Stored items

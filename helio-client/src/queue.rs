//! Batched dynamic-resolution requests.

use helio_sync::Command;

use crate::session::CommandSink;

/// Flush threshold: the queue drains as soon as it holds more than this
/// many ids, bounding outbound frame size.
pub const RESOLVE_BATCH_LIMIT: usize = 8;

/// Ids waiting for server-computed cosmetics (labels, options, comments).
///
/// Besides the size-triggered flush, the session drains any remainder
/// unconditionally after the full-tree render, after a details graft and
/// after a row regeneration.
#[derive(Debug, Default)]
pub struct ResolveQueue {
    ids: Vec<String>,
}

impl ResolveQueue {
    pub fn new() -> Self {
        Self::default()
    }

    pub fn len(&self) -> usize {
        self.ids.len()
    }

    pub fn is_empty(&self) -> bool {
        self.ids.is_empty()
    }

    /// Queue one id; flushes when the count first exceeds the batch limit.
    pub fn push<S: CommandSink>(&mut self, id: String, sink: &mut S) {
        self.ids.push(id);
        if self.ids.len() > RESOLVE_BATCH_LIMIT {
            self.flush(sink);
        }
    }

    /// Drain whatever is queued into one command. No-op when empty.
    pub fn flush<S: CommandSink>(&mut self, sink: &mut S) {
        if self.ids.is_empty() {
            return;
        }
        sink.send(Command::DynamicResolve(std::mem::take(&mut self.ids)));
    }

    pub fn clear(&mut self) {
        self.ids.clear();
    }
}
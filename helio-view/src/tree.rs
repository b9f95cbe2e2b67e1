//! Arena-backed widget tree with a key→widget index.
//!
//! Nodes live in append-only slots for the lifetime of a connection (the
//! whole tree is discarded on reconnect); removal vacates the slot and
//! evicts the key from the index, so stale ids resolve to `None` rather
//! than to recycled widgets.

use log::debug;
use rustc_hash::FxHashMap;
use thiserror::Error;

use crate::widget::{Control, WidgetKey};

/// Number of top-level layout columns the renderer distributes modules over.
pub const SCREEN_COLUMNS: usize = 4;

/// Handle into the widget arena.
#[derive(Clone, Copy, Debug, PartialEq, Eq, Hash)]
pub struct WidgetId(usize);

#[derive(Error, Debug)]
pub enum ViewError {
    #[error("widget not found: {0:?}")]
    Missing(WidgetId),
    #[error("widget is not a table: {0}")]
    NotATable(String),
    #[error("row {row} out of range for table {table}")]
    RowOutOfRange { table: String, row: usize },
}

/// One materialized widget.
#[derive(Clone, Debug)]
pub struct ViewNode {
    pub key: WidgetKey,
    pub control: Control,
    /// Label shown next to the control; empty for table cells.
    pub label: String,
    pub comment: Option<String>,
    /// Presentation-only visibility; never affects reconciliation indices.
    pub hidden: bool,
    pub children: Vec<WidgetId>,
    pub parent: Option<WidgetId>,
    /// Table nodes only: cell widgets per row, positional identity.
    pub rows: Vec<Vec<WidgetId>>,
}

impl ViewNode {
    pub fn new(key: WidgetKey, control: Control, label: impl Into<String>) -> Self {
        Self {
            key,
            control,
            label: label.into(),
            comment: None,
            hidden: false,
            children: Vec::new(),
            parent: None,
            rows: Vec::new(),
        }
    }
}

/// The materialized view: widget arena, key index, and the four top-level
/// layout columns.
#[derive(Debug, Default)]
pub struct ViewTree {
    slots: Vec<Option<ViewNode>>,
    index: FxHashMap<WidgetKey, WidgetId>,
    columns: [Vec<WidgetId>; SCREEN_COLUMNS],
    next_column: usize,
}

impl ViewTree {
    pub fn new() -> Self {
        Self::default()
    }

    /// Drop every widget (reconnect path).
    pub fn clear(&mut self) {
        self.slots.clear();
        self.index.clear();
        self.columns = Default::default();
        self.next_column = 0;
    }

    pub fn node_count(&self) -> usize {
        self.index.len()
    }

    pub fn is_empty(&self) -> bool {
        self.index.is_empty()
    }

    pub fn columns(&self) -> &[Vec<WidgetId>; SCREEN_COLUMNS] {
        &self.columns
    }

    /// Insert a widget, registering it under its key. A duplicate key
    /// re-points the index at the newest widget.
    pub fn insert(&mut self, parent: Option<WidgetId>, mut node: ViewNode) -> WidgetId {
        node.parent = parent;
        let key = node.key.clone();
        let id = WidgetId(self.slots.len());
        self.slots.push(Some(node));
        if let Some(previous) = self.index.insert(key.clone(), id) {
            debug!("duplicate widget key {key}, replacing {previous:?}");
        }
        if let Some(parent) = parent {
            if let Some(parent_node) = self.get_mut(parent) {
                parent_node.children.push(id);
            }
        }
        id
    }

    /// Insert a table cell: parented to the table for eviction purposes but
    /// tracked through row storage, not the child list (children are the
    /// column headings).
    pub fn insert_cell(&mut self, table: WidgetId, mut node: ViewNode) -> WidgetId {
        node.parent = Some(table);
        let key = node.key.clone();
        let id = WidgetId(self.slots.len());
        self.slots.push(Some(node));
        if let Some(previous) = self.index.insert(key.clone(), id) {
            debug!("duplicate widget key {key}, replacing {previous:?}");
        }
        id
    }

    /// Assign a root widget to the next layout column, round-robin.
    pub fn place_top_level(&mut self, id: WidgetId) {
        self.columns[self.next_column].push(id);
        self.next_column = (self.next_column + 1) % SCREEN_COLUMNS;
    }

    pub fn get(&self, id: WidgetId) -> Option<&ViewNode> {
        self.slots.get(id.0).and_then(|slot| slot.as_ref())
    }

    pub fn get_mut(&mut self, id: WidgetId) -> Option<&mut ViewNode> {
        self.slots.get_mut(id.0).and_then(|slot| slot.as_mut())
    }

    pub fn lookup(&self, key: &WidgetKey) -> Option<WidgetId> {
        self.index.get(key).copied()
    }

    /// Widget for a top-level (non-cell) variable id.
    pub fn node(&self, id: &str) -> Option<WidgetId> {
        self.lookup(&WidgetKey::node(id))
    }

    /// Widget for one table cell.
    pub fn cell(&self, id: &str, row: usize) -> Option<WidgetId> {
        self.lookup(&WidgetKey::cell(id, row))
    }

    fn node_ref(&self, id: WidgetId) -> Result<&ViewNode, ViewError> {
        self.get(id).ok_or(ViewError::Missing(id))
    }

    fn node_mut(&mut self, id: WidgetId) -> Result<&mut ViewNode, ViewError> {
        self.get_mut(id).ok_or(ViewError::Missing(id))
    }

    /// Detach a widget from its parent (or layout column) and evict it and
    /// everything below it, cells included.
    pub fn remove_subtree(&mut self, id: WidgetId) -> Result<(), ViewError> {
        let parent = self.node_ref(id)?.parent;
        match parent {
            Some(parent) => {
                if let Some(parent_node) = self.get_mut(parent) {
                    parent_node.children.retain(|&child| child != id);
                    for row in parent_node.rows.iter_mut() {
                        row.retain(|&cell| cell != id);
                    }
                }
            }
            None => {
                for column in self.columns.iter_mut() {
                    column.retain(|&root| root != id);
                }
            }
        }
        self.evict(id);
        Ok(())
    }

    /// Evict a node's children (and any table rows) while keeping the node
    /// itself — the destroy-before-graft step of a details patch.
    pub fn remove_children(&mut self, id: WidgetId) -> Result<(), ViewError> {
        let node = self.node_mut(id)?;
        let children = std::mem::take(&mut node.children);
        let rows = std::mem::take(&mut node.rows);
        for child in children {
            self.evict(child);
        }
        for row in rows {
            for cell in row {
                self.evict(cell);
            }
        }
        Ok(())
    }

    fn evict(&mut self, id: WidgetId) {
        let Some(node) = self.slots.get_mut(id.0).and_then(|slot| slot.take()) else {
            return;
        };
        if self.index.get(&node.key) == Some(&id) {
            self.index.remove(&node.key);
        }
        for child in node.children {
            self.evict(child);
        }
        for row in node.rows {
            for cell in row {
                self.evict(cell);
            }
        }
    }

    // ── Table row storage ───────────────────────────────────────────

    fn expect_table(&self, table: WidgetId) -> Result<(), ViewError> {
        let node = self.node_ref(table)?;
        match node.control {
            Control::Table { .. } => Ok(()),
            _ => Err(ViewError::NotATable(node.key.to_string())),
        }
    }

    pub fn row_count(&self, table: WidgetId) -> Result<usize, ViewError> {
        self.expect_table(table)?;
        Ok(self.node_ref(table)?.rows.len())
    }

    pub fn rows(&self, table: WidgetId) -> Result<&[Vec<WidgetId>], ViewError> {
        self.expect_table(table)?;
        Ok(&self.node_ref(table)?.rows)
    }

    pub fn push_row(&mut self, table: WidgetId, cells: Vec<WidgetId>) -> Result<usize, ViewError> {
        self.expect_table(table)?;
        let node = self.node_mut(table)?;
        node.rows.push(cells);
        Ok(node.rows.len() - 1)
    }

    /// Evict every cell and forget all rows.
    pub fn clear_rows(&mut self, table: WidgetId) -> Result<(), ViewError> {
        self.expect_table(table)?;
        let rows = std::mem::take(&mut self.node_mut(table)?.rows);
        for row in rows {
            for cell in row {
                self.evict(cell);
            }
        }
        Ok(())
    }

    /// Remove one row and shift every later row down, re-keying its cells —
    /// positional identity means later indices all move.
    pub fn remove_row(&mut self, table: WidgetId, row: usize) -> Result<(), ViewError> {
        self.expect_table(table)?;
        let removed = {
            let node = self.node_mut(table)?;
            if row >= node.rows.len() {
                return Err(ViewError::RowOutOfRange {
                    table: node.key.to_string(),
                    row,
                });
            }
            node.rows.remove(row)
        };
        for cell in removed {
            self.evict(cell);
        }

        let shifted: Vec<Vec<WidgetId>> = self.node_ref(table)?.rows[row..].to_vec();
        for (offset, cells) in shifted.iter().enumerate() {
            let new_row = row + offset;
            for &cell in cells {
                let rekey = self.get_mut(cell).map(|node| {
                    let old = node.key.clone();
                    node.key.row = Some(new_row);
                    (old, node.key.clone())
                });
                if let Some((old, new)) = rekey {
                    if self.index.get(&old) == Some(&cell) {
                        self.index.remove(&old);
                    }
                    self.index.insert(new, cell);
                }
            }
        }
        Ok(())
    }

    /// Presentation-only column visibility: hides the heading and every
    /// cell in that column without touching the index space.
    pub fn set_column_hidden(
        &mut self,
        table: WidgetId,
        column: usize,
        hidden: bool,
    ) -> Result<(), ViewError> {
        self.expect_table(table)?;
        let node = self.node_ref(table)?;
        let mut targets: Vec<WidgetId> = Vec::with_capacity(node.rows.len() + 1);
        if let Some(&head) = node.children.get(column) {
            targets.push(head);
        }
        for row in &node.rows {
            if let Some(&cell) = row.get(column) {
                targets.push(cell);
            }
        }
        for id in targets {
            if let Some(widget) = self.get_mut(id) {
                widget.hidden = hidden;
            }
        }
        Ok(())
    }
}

### WHAT TO WORK ON
If a line of the data holds the string "graft", list it.

### TASK OUTPUT
/// unconditionally after the full-tree render, after a details graft and
    /// itself — the destroy-before-graft step of a details patch.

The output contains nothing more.